### DATA UNDER STUDY

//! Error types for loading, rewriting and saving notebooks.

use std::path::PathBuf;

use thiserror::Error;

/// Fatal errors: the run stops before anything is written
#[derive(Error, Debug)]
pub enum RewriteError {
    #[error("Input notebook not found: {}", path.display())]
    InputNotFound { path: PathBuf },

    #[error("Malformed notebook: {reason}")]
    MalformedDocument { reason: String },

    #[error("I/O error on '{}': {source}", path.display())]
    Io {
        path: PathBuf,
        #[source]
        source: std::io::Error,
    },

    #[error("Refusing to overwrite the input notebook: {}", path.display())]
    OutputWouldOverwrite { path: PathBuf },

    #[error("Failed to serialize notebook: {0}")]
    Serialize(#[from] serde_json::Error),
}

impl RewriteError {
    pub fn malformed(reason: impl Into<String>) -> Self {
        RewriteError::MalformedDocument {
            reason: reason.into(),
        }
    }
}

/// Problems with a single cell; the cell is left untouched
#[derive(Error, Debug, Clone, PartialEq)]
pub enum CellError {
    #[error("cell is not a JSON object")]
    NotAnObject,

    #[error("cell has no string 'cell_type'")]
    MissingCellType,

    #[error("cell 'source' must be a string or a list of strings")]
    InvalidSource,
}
--
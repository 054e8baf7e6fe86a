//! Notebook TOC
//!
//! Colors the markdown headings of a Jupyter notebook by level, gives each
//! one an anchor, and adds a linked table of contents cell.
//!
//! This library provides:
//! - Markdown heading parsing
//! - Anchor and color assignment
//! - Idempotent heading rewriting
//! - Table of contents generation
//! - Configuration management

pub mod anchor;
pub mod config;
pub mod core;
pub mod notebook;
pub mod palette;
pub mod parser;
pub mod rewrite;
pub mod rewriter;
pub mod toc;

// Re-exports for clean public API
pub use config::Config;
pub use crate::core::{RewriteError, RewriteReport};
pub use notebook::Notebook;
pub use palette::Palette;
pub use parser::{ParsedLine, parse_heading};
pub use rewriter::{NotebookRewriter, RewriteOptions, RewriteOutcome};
---
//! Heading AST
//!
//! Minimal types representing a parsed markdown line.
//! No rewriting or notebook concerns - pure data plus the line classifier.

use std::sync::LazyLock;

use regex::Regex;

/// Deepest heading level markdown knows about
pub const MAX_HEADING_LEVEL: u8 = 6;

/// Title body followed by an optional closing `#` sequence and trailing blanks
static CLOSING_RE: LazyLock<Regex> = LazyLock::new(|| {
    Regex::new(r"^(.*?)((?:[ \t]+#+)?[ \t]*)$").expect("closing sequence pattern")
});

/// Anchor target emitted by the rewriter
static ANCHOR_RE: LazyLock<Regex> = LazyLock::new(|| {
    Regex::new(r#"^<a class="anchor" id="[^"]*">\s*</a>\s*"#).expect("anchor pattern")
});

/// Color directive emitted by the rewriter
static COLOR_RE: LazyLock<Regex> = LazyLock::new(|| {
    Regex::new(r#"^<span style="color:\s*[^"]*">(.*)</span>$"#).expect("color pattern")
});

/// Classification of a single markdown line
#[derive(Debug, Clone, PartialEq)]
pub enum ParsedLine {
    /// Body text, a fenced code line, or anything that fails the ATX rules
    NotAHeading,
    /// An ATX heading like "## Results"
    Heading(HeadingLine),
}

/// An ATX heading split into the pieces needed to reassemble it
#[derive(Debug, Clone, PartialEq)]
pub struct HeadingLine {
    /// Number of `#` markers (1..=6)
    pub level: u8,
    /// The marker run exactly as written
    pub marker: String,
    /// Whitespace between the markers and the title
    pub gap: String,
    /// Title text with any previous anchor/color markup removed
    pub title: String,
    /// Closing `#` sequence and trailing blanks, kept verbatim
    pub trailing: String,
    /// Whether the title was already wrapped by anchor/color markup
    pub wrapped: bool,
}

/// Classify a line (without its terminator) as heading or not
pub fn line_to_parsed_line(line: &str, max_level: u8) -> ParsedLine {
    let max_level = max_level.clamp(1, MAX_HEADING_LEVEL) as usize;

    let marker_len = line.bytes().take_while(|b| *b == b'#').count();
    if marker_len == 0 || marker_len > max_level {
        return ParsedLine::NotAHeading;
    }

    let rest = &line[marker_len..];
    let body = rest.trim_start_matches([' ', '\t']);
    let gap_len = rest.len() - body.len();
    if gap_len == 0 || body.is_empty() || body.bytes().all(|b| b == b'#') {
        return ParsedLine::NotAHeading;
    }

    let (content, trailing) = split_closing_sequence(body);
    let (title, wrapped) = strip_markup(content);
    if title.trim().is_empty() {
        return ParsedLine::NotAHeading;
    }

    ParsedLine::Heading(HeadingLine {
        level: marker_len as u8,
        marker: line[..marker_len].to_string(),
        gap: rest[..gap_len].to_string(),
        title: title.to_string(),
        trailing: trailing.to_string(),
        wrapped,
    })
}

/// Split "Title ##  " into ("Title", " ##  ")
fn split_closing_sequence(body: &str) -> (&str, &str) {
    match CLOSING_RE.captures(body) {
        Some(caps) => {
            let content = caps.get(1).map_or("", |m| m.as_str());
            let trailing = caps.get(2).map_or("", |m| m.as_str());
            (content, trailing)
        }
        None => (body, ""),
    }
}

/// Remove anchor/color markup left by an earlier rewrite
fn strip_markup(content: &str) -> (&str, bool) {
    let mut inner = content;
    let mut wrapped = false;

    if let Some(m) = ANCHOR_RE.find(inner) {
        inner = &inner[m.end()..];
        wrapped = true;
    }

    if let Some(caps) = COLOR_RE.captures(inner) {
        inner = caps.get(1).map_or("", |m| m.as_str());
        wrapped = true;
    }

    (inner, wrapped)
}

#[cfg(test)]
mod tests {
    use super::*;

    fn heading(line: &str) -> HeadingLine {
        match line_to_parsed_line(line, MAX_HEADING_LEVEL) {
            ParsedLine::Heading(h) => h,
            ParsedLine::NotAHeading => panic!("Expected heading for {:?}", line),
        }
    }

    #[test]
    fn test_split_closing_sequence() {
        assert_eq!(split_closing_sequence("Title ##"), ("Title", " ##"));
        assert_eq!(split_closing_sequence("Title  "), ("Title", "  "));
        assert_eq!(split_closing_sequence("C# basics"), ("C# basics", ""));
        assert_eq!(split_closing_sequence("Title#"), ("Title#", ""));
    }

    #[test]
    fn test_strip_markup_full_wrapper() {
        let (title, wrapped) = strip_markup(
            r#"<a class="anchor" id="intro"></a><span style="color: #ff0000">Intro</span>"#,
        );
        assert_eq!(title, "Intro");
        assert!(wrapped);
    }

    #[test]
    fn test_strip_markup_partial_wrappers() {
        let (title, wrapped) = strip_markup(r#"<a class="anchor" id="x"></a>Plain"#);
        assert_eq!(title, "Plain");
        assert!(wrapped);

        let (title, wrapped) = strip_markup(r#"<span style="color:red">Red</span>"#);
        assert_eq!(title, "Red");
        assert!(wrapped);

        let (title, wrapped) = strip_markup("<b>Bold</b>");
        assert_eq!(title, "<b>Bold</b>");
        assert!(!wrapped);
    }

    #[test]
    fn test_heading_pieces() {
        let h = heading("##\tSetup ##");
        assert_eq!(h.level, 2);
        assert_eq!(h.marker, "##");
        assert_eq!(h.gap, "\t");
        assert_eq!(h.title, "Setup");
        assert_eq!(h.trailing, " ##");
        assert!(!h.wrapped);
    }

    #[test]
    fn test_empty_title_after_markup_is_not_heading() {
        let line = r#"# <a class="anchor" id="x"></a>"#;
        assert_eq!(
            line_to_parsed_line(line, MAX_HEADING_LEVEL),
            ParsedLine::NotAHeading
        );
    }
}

### WORK REQUIRED
Pull each line containing "path" from the records.

### RESULT BELOW
use std::path::PathBuf;
    #[error("Input notebook not found: {}", path.display())]
    InputNotFound { path: PathBuf },
    #[error("I/O error on '{}': {source}", path.display())]
        path: PathBuf,
    #[error("Refusing to overwrite the input notebook: {}", path.display())]
    OutputWouldOverwrite { path: PathBuf },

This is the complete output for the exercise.